Recently we said farewell to the most important and best known Pole, John Paul II. We are lucky that people around the world see Poland as the country where this great and charismatic leader was born. Here we will analyze how Poles see the world, the turn of the new century and millennium was a good occasion to summarize the passing historical epochs. The ranking of the ten best and ten most evil politicians of the twentieth century was published by a renowned Polish weekly journal, Polityka.
According to Polityka, the winner, among the ten best political figures, is the Polish pope, John Paul II (1920-2005). I don't think the pope's high position needs any comment. The second place is taken by Mahatma Gandhi (1869-1948), a charismatic Indian leader who preached nonviolence. Marshall Joseph Pilsudski (1867-1935), the main creator of Polish independence after World War I, ranks third. It is quite surprising that Gandhi surpassed Pilsudski, since his activities, although of enormous consequence, did not directly affect Poland, but Pilsudski was a polarizing figure. Pilsudski was loved by many but hated by some: he reversed some of the democratic reforms in Poland during his life, caused tension and blood to flow (e.g., the military coup in May 1926). The British Prime Minister Winston Churchill is fourth. Poles admire Churchill for his decisive anti-Nazi and anti-Soviet policy during WW II. Churchill understood Poles better than any other foreign politician of his time, although he was unable to change the outcome of Jalta. Michail Gorbachev (born 1931), who introduced glasnost (openness) and perestroika, which later led to the collapse of the Soviet system, is fifth on the list. He is followed by Charles de Gaulle (1890-1970)-French president, leader of French resistance during war, very popular in Poland, awarded the highest Polish military award for participation in the Polish war against Soviets in 1920. Martin Luther King (1929-1968) is seventh, followed by Lech Walesa (born 1943) and F.D. Roosevelt (1882-1945). The German chancellor and witness of German unification, Helmut Kohl (born 1930), ends the list of the most popular politicians as tenth.
According to Andrzej Szczypiorski, who analyzed the results for Polityka, the high position of Michail Gorbachev as compared with Lech Walesa and Ronald Reagan is a surprise. Apparently the Poles see his role in the fall of communism as more pivotal than that of Reagan. The low position of Lech Walesa is the effect of his poor presidency (1991-1995). The high position of politicians who did not directly affect Poland, such as M.L. King or Gandhi, is a positive sign, which means that Poles are not polo-centric and they rank people high for their moral core. According to Szczypiorski, President F.D.Roosevelt does not deserve such a high position in Polish ranking. Although he was a great politician who overcame the Great Depression in America, his role toward Poland can be questioned, since he was too compliant in agreeing with Stalin to divide Europe between American and Soviet spheres of influence.
The three most evil politicians according to Poles are Hitler (1878-1945), Stalin (1878-1953) and Lenin (1870-1924).
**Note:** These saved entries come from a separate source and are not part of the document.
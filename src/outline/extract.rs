//! Heading extraction from markdown text.
//!
//! Walks pulldown-cmark's offset-carrying event stream and collects every
//! ATX and Setext heading into a flat, document-ordered list. Heading text
//! is normalized for display: inline markup contributes only its visible
//! content (link labels, image alt text, code span bodies), raw HTML is
//! dropped, and whitespace is collapsed.

use pulldown_cmark::{Event, HeadingLevel, Options, Parser, Tag, TagEnd};

use super::HeadingEntry;
use super::line_index::LineIndex;

struct OpenHeading {
    level: u8,
    from: usize,
    to: usize,
    raw: String,
}

/// Extract all headings from `text`, in document order.
///
/// This never fails: a node that violates the expected span invariants is
/// logged and skipped, and text without headings simply yields an empty
/// vector. Calling it twice on the same text produces identical output.
pub fn extract(text: &str) -> Vec<HeadingEntry> {
    let index = LineIndex::new(text);
    let mut entries: Vec<HeadingEntry> = Vec::new();
    let mut open: Option<OpenHeading> = None;

    for (event, range) in Parser::new_ext(text, parser_options()).into_offset_iter() {
        match event {
            Event::Start(Tag::Heading { level, .. }) => {
                open = Some(OpenHeading {
                    level: level_number(level),
                    from: range.start,
                    to: range.end,
                    raw: String::new(),
                });
            }
            Event::End(TagEnd::Heading(_)) => {
                if let Some(heading) = open.take() {
                    push_entry(&mut entries, heading, &index);
                }
            }
            Event::Text(chunk) | Event::Code(chunk) => {
                if let Some(ref mut heading) = open {
                    heading.raw.push_str(&chunk);
                }
            }
            Event::SoftBreak | Event::HardBreak => {
                // Setext heading text may span lines; treat breaks as spaces.
                if let Some(ref mut heading) = open {
                    heading.raw.push(' ');
                }
            }
            _ => {}
        }
    }

    entries
}

/// Extensions documents in the wild commonly use. None of them can place a
/// heading inside a construct that would reorder or hide it.
fn parser_options() -> Options {
    Options::ENABLE_TABLES
        | Options::ENABLE_FOOTNOTES
        | Options::ENABLE_STRIKETHROUGH
        | Options::ENABLE_TASKLISTS
}

fn level_number(level: HeadingLevel) -> u8 {
    match level {
        HeadingLevel::H1 => 1,
        HeadingLevel::H2 => 2,
        HeadingLevel::H3 => 3,
        HeadingLevel::H4 => 4,
        HeadingLevel::H5 => 5,
        HeadingLevel::H6 => 6,
    }
}

fn push_entry(entries: &mut Vec<HeadingEntry>, heading: OpenHeading, index: &LineIndex) {
    // Collapse runs of whitespace and trim; headings that normalize to
    // nothing (e.g. "### ") carry no navigable text and are dropped.
    let text = heading.raw.split_whitespace().collect::<Vec<_>>().join(" ");
    if text.is_empty() {
        return;
    }

    if heading.from >= heading.to {
        log::warn!(
            "skipping heading with degenerate span {}..{}",
            heading.from,
            heading.to
        );
        return;
    }
    if let Some(last) = entries.last() {
        if heading.from <= last.from {
            log::warn!(
                "skipping out-of-order heading at offset {} (previous at {})",
                heading.from,
                last.from
            );
            return;
        }
    }

    entries.push(HeadingEntry {
        text,
        level: heading.level,
        from: heading.from,
        to: heading.to,
        line: index.line_of(heading.from),
    });
}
This is not a surprise at all. Almost everybody except Russia agrees that these people influenced world history and Poland very negatively. In Russia people still long for the old communist leaders who, although they killed millions, also made the Soviet Union a superpower.
The next three positions are occupied by Pol Pot (1928-1998), a leader of Red Khmers in Cambodia; Benito Mussolini (1883-1945), fascist dictator of Italy; and Mao Zedong (1893-1976), the father of communist China. Luckily these men lived far from Poland. The seventh on the list is a Pole, Feliks Dzierzynski (1877-1926). He was an influential Polish communist and the head of the first Soviet secret police organization, Cheka. Dzierzynski probably did more harm to Russians than to Poles as an influential Soviet leader. He is followed by Saddam Hussein (born 1937), Nicolae Ceausescu (1918-1989), the despotic leader of Romania, and Kim Ir Sen (1912-1994). Luckily, none of these people influenced the history of Poland directly.
Let's hope that this century will not give absolute power into the hands of evil people but that a system of check and balances will be created. One of the important factors is to learn from the history. Otherwise the old errors will be repeated again and again in the future. I believe that Poles confronted their past with criticism to a great extent during the last 15 years, but this is not the case in all countries. Russia for instance has never confronted its past critically and has not apologized to any of its neighbors and ex-republics for Stalin's invasions and purges. They are still involved in a war in Chechnya that does not seem to have any end.